The Crossover, Kwame Alexander. Delving into the fiction side, poet and educator Alexander writes a dazzling book, in verse, about twin boys, their love of the game, growing up, family, love, heartache-it’s all here. Jordan (aka JB) and Josh (Filthy McNasty) inherit their love of b-ball from their former pro playing dad, and are the stars of their junior high school team. Then their dad’s health starts to decline; a new girl, herself a talented baller, enters the scene dividing the twins; and their world starts to go awry. Yes, this is technically a book for children, but it’s brilliant and heartbreaking and just gets at the heart of why young kids love and relate to basketball. And the rhythm of the words will blow your mind. Check it out.
Basketball Jones, E. Lynn Harris.

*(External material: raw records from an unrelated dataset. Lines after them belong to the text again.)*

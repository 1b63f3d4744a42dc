use smallvec::SmallVec;

use crate::core::CornerRadii;
use crate::error::{ChartError, ChartResult};

/// RGBA color in normalized 0..=1 channel values.
#[derive(Debug, Clone, Copy, PartialEq)]
pub struct Color {
    pub red: f64,
    pub green: f64,
    pub blue: f64,
    pub alpha: f64,
}

impl Color {
    #[must_use]
    pub const fn rgba(red: f64, green: f64, blue: f64, alpha: f64) -> Self {
        Self {
            red,
            green,
            blue,
            alpha,
        }
    }

    #[must_use]
    pub const fn rgb(red: f64, green: f64, blue: f64) -> Self {
        Self::rgba(red, green, blue, 1.0)
    }

    /// 8-bit channel convenience used for the default palette.
    #[must_use]
    pub const fn from_rgb8(red: u8, green: u8, blue: u8) -> Self {
        Self::rgb(
            red as f64 / 255.0,
            green as f64 / 255.0,
            blue as f64 / 255.0,
        )
    }

    #[must_use]
    pub const fn with_alpha(mut self, alpha: f64) -> Self {
        self.alpha = alpha;
        self
    }

    pub fn validate(self) -> ChartResult<()> {
        for (channel, value) in [
            ("red", self.red),
            ("green", self.green),
            ("blue", self.blue),
            ("alpha", self.alpha),
        ] {
            if !value.is_finite() || !(0.0..=1.0).contains(&value) {
                return Err(ChartError::InvalidData(format!(
                    "color channel `{channel}` must be finite and in [0, 1]"
                )));
            }
        }
        Ok(())
    }
}

/// Font selection applied to one text primitive.
#[derive(Debug, Clone, PartialEq)]
pub struct FontSpec {
    pub size_px: f64,
    pub weight: u16,
    pub family: String,
}

impl FontSpec {
    #[must_use]
    pub fn new(size_px: f64, weight: u16, family: impl Into<String>) -> Self {
        Self {
            size_px,
            weight,
            family: family.into(),
        }
    }

    pub fn validate(&self) -> ChartResult<()> {
        if !self.size_px.is_finite() || self.size_px <= 0.0 {
            return Err(ChartError::InvalidStyle(
                "font size must be finite and > 0".to_owned(),
            ));
        }
        if self.weight == 0 || self.weight > 1000 {
            return Err(ChartError::InvalidStyle(
                "font weight must be in 1..=1000".to_owned(),
            ));
        }
        if self.family.is_empty() {
            return Err(ChartError::InvalidStyle(
                "font family must not be empty".to_owned(),
            ));
        }
        Ok(())
    }
}

/// Axis-aligned filled rectangle in surface pixel space.
#[derive(Debug, Clone, Copy, PartialEq)]
pub struct RectPrimitive {
    pub x: f64,
    pub y: f64,
    pub width: f64,
    pub height: f64,
    pub color: Color,
}

impl RectPrimitive {
    #[must_use]
    pub const fn new(x: f64, y: f64, width: f64, height: f64, color: Color) -> Self {
        Self {
            x,
            y,
            width,
            height,
            color,
        }
    }

    pub fn validate(self) -> ChartResult<()> {
        if !self.x.is_finite()
            || !self.y.is_finite()
            || !self.width.is_finite()
            || !self.height.is_finite()
        {
            return Err(ChartError::InvalidData(
                "rect coordinates must be finite".to_owned(),
            ));
        }
        if self.width < 0.0 || self.height < 0.0 {
            return Err(ChartError::InvalidData(
                "rect extents must be >= 0".to_owned(),
            ));
        }
        self.color.validate()
    }
}

/// Draw command for one line segment in pixel space.
#[derive(Debug, Clone, Copy, PartialEq)]
pub struct LinePrimitive {
    pub x1: f64,
    pub y1: f64,
    pub x2: f64,
    pub y2: f64,
    pub stroke_width: f64,
    pub color: Color,
}

impl LinePrimitive {
    #[must_use]
    pub const fn new(x1: f64, y1: f64, x2: f64, y2: f64, stroke_width: f64, color: Color) -> Self {
        Self {
            x1,
            y1,
            x2,
            y2,
            stroke_width,
            color,
        }
    }

    pub fn validate(self) -> ChartResult<()> {
        if !self.x1.is_finite()
            || !self.y1.is_finite()
            || !self.x2.is_finite()
            || !self.y2.is_finite()
        {
            return Err(ChartError::InvalidData(
                "line coordinates must be finite".to_owned(),
            ));
        }
        if !self.stroke_width.is_finite() || self.stroke_width <= 0.0 {
            return Err(ChartError::InvalidData(
                "line stroke width must be finite and > 0".to_owned(),
            ));
        }
        self.color.validate()
    }
}

/// Horizontal text alignment relative to `TextPrimitive::x`.
#[derive(Debug, Clone, Copy, PartialEq, Eq)]
pub enum TextHAlign {
    Left,
    Center,
    Right,
}

/// Draw command for one label.
///
/// `y` is the glyph baseline in the frame's bottom-left-origin space; the
/// backend counter-flips before drawing so glyphs are never mirrored.
#[derive(Debug, Clone, PartialEq)]
pub struct TextPrimitive {
    pub text: String,
    pub x: f64,
    pub y: f64,
    pub font: FontSpec,
    pub color: Color,
    pub h_align: TextHAlign,
}

impl TextPrimitive {
    #[must_use]
    pub fn new(
        text: impl Into<String>,
        x: f64,
        y: f64,
        font: FontSpec,
        color: Color,
        h_align: TextHAlign,
    ) -> Self {
        Self {
            text: text.into(),
            x,
            y,
            font,
            color,
            h_align,
        }
    }

    pub fn validate(&self) -> ChartResult<()> {
        if self.text.is_empty() {
            return Err(ChartError::InvalidData(
                "text primitive must not be empty".to_owned(),
            ));
        }
        if !self.x.is_finite() || !self.y.is_finite() {
            return Err(ChartError::InvalidData(
                "text coordinates must be finite".to_owned(),
            ));
        }
        self.font.validate()?;
        self.color.validate()
    }
}

/// One step of a `PathPrimitive` outline.
#[derive(Debug, Clone, Copy, PartialEq)]
pub enum PathCommand {
    MoveTo { x: f64, y: f64 },
    LineTo { x: f64, y: f64 },
    /// Quadratic curve through control point (`cx`, `cy`).
    QuadTo { cx: f64, cy: f64, x: f64, y: f64 },
    Close,
}

impl PathCommand {
    fn coordinates_finite(self) -> bool {
        match self {
            Self::MoveTo { x, y } | Self::LineTo { x, y } => x.is_finite() && y.is_finite(),
            Self::QuadTo { cx, cy, x, y } => {
                cx.is_finite() && cy.is_finite() && x.is_finite() && y.is_finite()
            }
            Self::Close => true,
        }
    }
}

#[derive(Debug, Clone, Copy, PartialEq)]
pub struct PathStroke {
    pub color: Color,
    pub width: f64,
}

/// Filled and/or stroked outline built from explicit commands.
#[derive(Debug, Clone, PartialEq)]
pub struct PathPrimitive {
    pub commands: SmallVec<[PathCommand; 10]>,
    pub fill: Option<Color>,
    pub stroke: Option<PathStroke>,
}

impl PathPrimitive {
    /// Closed rectangle outline with straight edges and quadratic corner
    /// curves. Degenerate extents still produce a well-formed (collapsed)
    /// path. Corner keys follow path orientation: `tl`/`tr` sit on the `y`
    /// edge, `br`/`bl` on the `y + height` edge.
    #[must_use]
    pub fn rounded_rect(
        x: f64,
        y: f64,
        width: f64,
        height: f64,
        radii: CornerRadii,
        fill: Color,
    ) -> Self {
        let radii = radii.sanitized();
        let mut commands: SmallVec<[PathCommand; 10]> = SmallVec::new();

        commands.push(PathCommand::MoveTo {
            x: x + radii.tl,
            y,
        });
        commands.push(PathCommand::LineTo {
            x: x + width - radii.tr,
            y,
        });
        commands.push(PathCommand::QuadTo {
            cx: x + width,
            cy: y,
            x: x + width,
            y: y + radii.tr,
        });
        commands.push(PathCommand::LineTo {
            x: x + width,
            y: y + height - radii.br,
        });
        commands.push(PathCommand::QuadTo {
            cx: x + width,
            cy: y + height,
            x: x + width - radii.br,
            y: y + height,
        });
        commands.push(PathCommand::LineTo {
            x: x + radii.bl,
            y: y + height,
        });
        commands.push(PathCommand::QuadTo {
            cx: x,
            cy: y + height,
            x,
            y: y + height - radii.bl,
        });
        commands.push(PathCommand::LineTo {
            x,
            y: y + radii.tl,
        });
        commands.push(PathCommand::QuadTo {
            cx: x,
            cy: y,
            x: x + radii.tl,
            y,
        });
        commands.push(PathCommand::Close);

        Self {
            commands,
            fill: Some(fill),
            stroke: None,
        }
    }

    /// Downward-pointing triangle whose base sits on `base_y` and whose apex
    /// points at (`center_x`, below), used for the popup caret.
    #[must_use]
    pub fn caret_down(center_x: f64, base_y: f64, width: f64, fill: Color) -> Self {
        let half = width * std::f64::consts::FRAC_1_SQRT_2;
        let mut commands: SmallVec<[PathCommand; 10]> = SmallVec::new();
        commands.push(PathCommand::MoveTo {
            x: center_x - half,
            y: base_y,
        });
        commands.push(PathCommand::LineTo {
            x: center_x + half,
            y: base_y,
        });
        commands.push(PathCommand::LineTo {
            x: center_x,
            y: base_y - half,
        });
        commands.push(PathCommand::Close);

        Self {
            commands,
            fill: Some(fill),
            stroke: None,
        }
    }

    #[must_use]
    pub fn with_stroke(mut self, color: Color, width: f64) -> Self {
        self.stroke = Some(PathStroke { color, width });
        self
    }

    pub fn validate(&self) -> ChartResult<()> {
        if self.commands.is_empty() {
            return Err(ChartError::InvalidData(
                "path must contain at least one command".to_owned(),
            ));
        }
        if !matches!(self.commands[0], PathCommand::MoveTo { .. }) {
            return Err(ChartError::InvalidData(
                "path must begin with a move".to_owned(),
            ));
        }
        for command in &self.commands {
            if !command.coordinates_finite() {
                return Err(ChartError::InvalidData(
                    "path coordinates must be finite".to_owned(),
                ));
            }
        }
        if self.fill.is_none() && self.stroke.is_none() {
            return Err(ChartError::InvalidData(
                "path needs a fill or a stroke".to_owned(),
            ));
        }
        if let Some(fill) = self.fill {
            fill.validate()?;
        }
        if let Some(stroke) = self.stroke {
            if !stroke.width.is_finite() || stroke.width <= 0.0 {
                return Err(ChartError::InvalidData(
                    "path stroke width must be finite and > 0".to_owned(),
                ));
            }
            stroke.color.validate()?;
        }
        Ok(())
    }
}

The late, great, prolific E. Lynn Harris writes a fictional (based on real life?) story about a closeted NBA star, underscoring the trauma living this type of double-life can bring. Told from the pov of Dray “Basketball” Jones’ lover, AJ Richardson, from the beginning of their relationship back in high school, to their first time, to the team questioning the “friends” and Basketball Jones responds by going deeper into the closet by marrying a woman – it’s a sad, sad story. But also steamy, and full of the basketball stuff I love. And nice to get a different perspective, one rarely told.
Just a few of the many, many excellent books about basketball to tide you over till the summer Olympics-or next season. What are your favorites?